This chapter describes environment variables that can be used to specify options to the global reference unit (GRU) driver and GRU libraries. For a description of the GRU, see Chapter 1, “Altix UV GRU Direct Access API”.
If an instruction references a virtual address that is not in the GRU translation lookaside buffer (TLB), a TLB miss occurs. TLB misses can be handled in several ways:
user_polling
TLB dropins are done as a side effect of users calling gru_wait or gru_check_status on the coherence buffer request (CBR).
interrupt
The GRU sends an interrupt to the CPU. The TLB dropin is done in the GRU interrupt handler.
The default mode is "interrupt" although you can override this default using an option on the gru_create_context() request. The environment variable can be used to override both, as follows:
setenv GRU_TLBMISS_MODE [interrupt|user_polling] |
The GRU execution unit timeslices across all active instructions. By default, the GRU issues four NUMAlink get/put messages for an active instruction, then switches the next active instruction. You can override the default, as follows:
setenv GRU_CCH_REQUEST_SLICE [0|1|2|3] 0 - issue 4 requests 1 - issue 8 requests 2 - issue 16 requests 3 - not sliced. All requests are issued |
The GRU driver can be configured to do anticipatory TLB dropins for GRU BCOPY instructions that take a TLB miss. When a TLB miss occurs, and the instruction is a BCOPY, the GRU driver will dropin multiple TLB entries. To configure the GRU driver to do anticipatory TLB dropins for GRU, perform the following:
setenv GRU_EXCEPTION_RETRY <num> <num> number of consecutive retries before returning an error |
You can collect statistics of a task's usage of GRU contexts by using this option to specify a statistics file, as follows:
setenv GRU_STATISTICS_FILE <filename> |
Whenever a task exits or a GRU context is destroyed, statistics are written to this file. A sample file is, as follows:
Pid: 23020 Mon Oct 19 20:46:56 2009
Command: ./sgup2
CBRs: 4
DSRs: 24576 bytes
Gseg vaddr: 0x7fe3a1e80000
46740 instructions
23 instruction_wait
0 exceptions
9903 FMM tlb dropin
1 UPM tlb dropin
1040 context stolen |
You can collect detailed trace of GRU instructions. Use this option to specify the name of the file for the trace information. There are levels of tracing, as follows:
All GRU instructions
GRU instructions that return error EXCEPTIONS to users
GRU instructions that fail and are automatically retried
To collect detailed trace of GRU instructions, perform the following:
setenv GRU_TRACE_FILE <filename> |
Setting this option enables tracing of every GRU instruction, as follows:
setenv GRU_TRACE_INSTRUCTIONS |
This option enables tracing of GRU instruction that cause exceptions. Note that some exceptions for GRU MESQ instructions are automatically handled by the GRU mesq library routines. These exceptions are not traced if <val> is equal to 1 (or not specified). If you want to see these exceptions ( mesq_full, amo_nacked, and so on), set < val> to 2.

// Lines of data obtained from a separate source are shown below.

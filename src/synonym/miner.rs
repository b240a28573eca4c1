//! Synonym mining runs.
//!
//! A run is an explicit synchronous batch pass over the whole corpus. It only
//! touches structures it creates itself, so re-running from scratch is always
//! safe, and its output replaces (never merges with) previously mined data.
//!
//! # Examples
//!
//! ```
//! use glossa::corpus::Article;
//! use glossa::synonym::miner::SynonymMiner;
//! use glossa::synonym::options::MiningOptions;
//!
//! let articles = vec![Article::new("", "врач доктор лечит"); 3];
//! let options = MiningOptions {
//!     exclude_compound_terms: false,
//!     ..Default::default()
//! };
//! let data = SynonymMiner::new(options).unwrap().mine(&articles);
//! assert!(data.synonyms["врач"].contains("доктор"));
//! ```

use chrono::Utc;
use log::info;

use crate::analysis::tokenizer::Tokenizer;
use crate::corpus::{Article, CorpusStatistics};
use crate::error::Result;
use crate::synonym::cooccurrence::CooccurrenceAnalyzer;
use crate::synonym::options::MiningOptions;
use crate::synonym::store::{SynonymData, SynonymStatistics};
use crate::synonym::validator::{SynonymValidator, ValidationOutcome};

/// Runs the co-occurrence → validation pipeline over a corpus.
#[derive(Debug, Clone)]
pub struct SynonymMiner {
    options: MiningOptions,
    tokenizer: Tokenizer,
}

impl SynonymMiner {
    /// Create a miner; fails if the options are out of range.
    pub fn new(options: MiningOptions) -> Result<Self> {
        let tokenizer = options.tokenizer();
        Self::with_tokenizer(options, tokenizer)
    }

    /// Create a miner with a custom tokenizer.
    pub fn with_tokenizer(options: MiningOptions, tokenizer: Tokenizer) -> Result<Self> {
        options.validate()?;
        Ok(SynonymMiner { options, tokenizer })
    }

    /// The options of this miner.
    pub fn options(&self) -> &MiningOptions {
        &self.options
    }

    /// Mine validated synonym groups from a corpus.
    ///
    /// An empty or token-free corpus produces empty data rather than an
    /// error.
    pub fn mine(&self, articles: &[Article]) -> SynonymData {
        info!("Mining synonyms from {} articles", articles.len());

        let statistics = CorpusStatistics::from_articles(articles, &self.tokenizer);
        let mut analyzer = CooccurrenceAnalyzer::new(self.tokenizer.clone());
        analyzer.build_index(articles);

        let similarities = analyzer.compute_similarities(self.options.min_similarity_threshold);
        let candidates = CooccurrenceAnalyzer::candidate_groups(&similarities);
        info!(
            "Found {} candidate pairs across {} anchor words",
            similarities.len(),
            candidates.len()
        );

        let outcome = SynonymValidator::new(&self.options, &statistics).validate(&candidates);
        let data = Self::into_data(outcome, analyzer.document_count());

        info!(
            "Mining finished: {} groups, {} of {} pairs accepted",
            data.statistics.total_groups,
            data.statistics.pairs_accepted,
            data.statistics.total_pairs_considered
        );
        data
    }

    /// Score anchors and assemble the persisted artifact.
    ///
    /// An anchor's confidence is the mean similarity of its accepted synonyms.
    fn into_data(outcome: ValidationOutcome, total_documents: usize) -> SynonymData {
        let confidence_scores = outcome
            .scored
            .iter()
            .map(|(anchor, synonyms)| {
                let mean = synonyms.iter().map(|s| s.similarity).sum::<f64>()
                    / synonyms.len() as f64;
                (anchor.clone(), mean.clamp(0.0, 1.0))
            })
            .collect();

        let validation = outcome.statistics;
        SynonymData {
            statistics: SynonymStatistics {
                total_pairs_considered: validation.total_pairs_considered,
                pairs_accepted: validation.pairs_accepted,
                min_similarity: validation.min_similarity,
                avg_similarity: validation.avg_similarity,
                max_similarity: validation.max_similarity,
                total_groups: outcome.groups.len(),
                total_documents,
                rejections: validation.rejections,
            },
            synonyms: outcome.groups,
            confidence_scores,
            last_updated: Some(Utc::now()),
        }
    }
}

#[cfg(test)]
mod tests {
    use super::*;

    fn corpus() -> Vec<Article> {
        let mut articles = vec![Article::new("Медицина", "врач осмотрел больного, доктор помог"); 3];
        articles.extend(vec![Article::new("", "холодная война началась давно"); 3]);
        articles
    }

    #[test]
    fn test_mine_produces_confident_groups() {
        let data = SynonymMiner::new(MiningOptions::default())
            .unwrap()
            .mine(&corpus());

        assert!(data.synonyms["врач"].contains("доктор"));
        assert!(data.synonyms["доктор"].contains("врач"));
        let confidence = data.confidence_scores["врач"];
        assert!((0.0..=1.0).contains(&confidence));
        assert!(data.last_updated.is_some());
        assert_eq!(data.statistics.total_documents, 6);
        assert_eq!(data.statistics.total_groups, data.synonyms.len());

        // collocation halves are never mined
        assert!(!data.synonyms.get("холодная").is_some_and(|g| g.contains("война")));
    }

    #[test]
    fn test_no_word_maps_to_itself() {
        let data = SynonymMiner::new(MiningOptions::default())
            .unwrap()
            .mine(&corpus());
        for (anchor, words) in &data.synonyms {
            assert!(!words.contains(anchor));
        }
    }

    #[test]
    fn test_empty_corpus_yields_no_groups() {
        let data = SynonymMiner::new(MiningOptions::default())
            .unwrap()
            .mine(&[]);
        assert!(data.synonyms.is_empty());
        assert_eq!(data.statistics.total_pairs_considered, 0);

        let blank = vec![Article::new("", "   "), Article::new("!!", "123")];
        let data = SynonymMiner::new(MiningOptions::default())
            .unwrap()
            .mine(&blank);
        assert!(data.synonyms.is_empty());
    }

    #[test]
    fn test_extra_stop_words_are_never_mined() {
        let options = MiningOptions {
            extra_stop_words: vec!["Доктор".to_string()],
            ..Default::default()
        };
        let data = SynonymMiner::new(options).unwrap().mine(&corpus());
        assert!(!data.synonyms.contains_key("доктор"));
        assert!(data.synonyms.values().all(|g| !g.contains("доктор")));
    }

    #[test]
    fn test_invalid_options_rejected() {
        let options = MiningOptions {
            morphological_similarity_threshold: -0.1,
            ..Default::default()
        };
        assert!(SynonymMiner::new(options).is_err());
    }

    #[test]
    fn test_scenario_no_transitive_pair() {
        let articles = vec![
            Article::new("", "автомобиль дорога"),
            Article::new("", "машина дорога"),
        ];
        let options = MiningOptions {
            min_similarity_threshold: 0.3,
            min_word_frequency: 1,
            ..Default::default()
        };
        let data = SynonymMiner::new(options).unwrap().mine(&articles);

        assert!(!data.synonyms.get("автомобиль").is_some_and(|g| g.contains("машина")));
        assert!(!data.synonyms.get("машина").is_some_and(|g| g.contains("автомобиль")));
    }
}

setenv GRU_EXCEPTION_RETRY <num> <num> number of consecutive retries before returning an error |
This option enables tracing of GRU instructions that fail due to transient errors. The GRU library routine normally retry the instruction and the failure is hidden from the user. If you want to see these failure that are retried successfully, enable this option, as follows:
setenv GRU_TRACE_INSTRUCTION_RETRY |
Pid: 25276 - gru_wait
opc: NOP, xtype: BYTE, ima: ImmResp
istatus: IDLE
Pid: 25276 - gru_wait
opc: VLOAD, xtype: DWORD, ima: DelResp, baddr0: 0x604450, tri0: 0x0, nelem: 0x1, stride: 0x1
istatus: IDLE
Pid: 25276 - gru_wait
opc: VSTORE, xtype: DWORD, ima: DelResp, baddr0: 0x604450, tri0: 0x0, nelem: 0x1, stride: 0x1
istatus: IDLE
Pid: 25276 - gru_wait
opc: IVLOAD, xtype: DWORD, ima: DelResp, baddr0: 0x0, tri0: 0x0, tri1: 0x40, nelem: 0x1
istatus: IDLE
Pid: 25276 - gru_wait
opc: IVSTORE, xtype: DWORD, ima: DelResp, baddr0: 0x0, tri0: 0x0, tri1: 0x40, nelem: 0x1
istatus: IDLE
Pid: 25276 - gru_wait
opc: VSET, xtype: DWORD, ima: DelResp, baddr0: 0x604450, value: 0x483966aa127ded1d, nelem: 0x1, stride: 0x1
istatus: IDLE
Pid: 25284, Tid: 25289 - gru_wait
opc: MESQ, xtype: CACHELINE, ima: DelResp, baddr0: 0x606000, tri0: 0x0, nelem: 0x1
istatus: EXCEPTION, isubstatus: QLIMIT, avalue: 0f0000000f
execstatus: EXCEPTION
state: 0x1, exceptdet0: 0x606000, exceptdet1: 0x8
Pid: 25284, Tid: 25288 - gru_wait
opc: MESQ, xtype: CACHELINE, ima: DelResp, baddr0: 0x606000, tri0: 0x0, nelem: 0x1
istatus: EXCEPTION, isubstatus: AMO_NACKED, avalue: 00
execstatus: EXCEPTION
state: 0x1, exceptdet0: 0x606000, exceptdet1: 0x8 |
The /proc/sgi_uv/gru directory contains several files that have information about GRU state, as follows:
gru_options
Bit-field that can be used to enable or disable options
cch_status
List of tasks using GRU contexts
gru_status
List of available GRU resources
statistics
Detailed GRU driver statistics (if enabled)
mcs_status
Timing information for kernel GRU commands
Some examples of the files in /proc/sgi_uv/gru are, as follows:
Example 2-1. gru_status - Available Resources
The file shows the free resources available in each GRU chiplet, as follows:
% cat gru_status
# gid nid ctx cbr dsr ctx cbr dsr
# busy busy busy free free free
0 0 8 36 32768 8 92 0
1 0 1 4 4096 15 124 28672
2 1 7 56 28672 9 72 4096
3 1 7 28 28672 9 100 4096 |
Example 2-2. gru_options - Enable or Disable Driver Features
Various GRU options (mostly debugging) can be enabled or disabled by writing values to /proc/sgi_uv/gru/gru_options file. Use cat command, to view the file to see the current settings or to see a description of the various options.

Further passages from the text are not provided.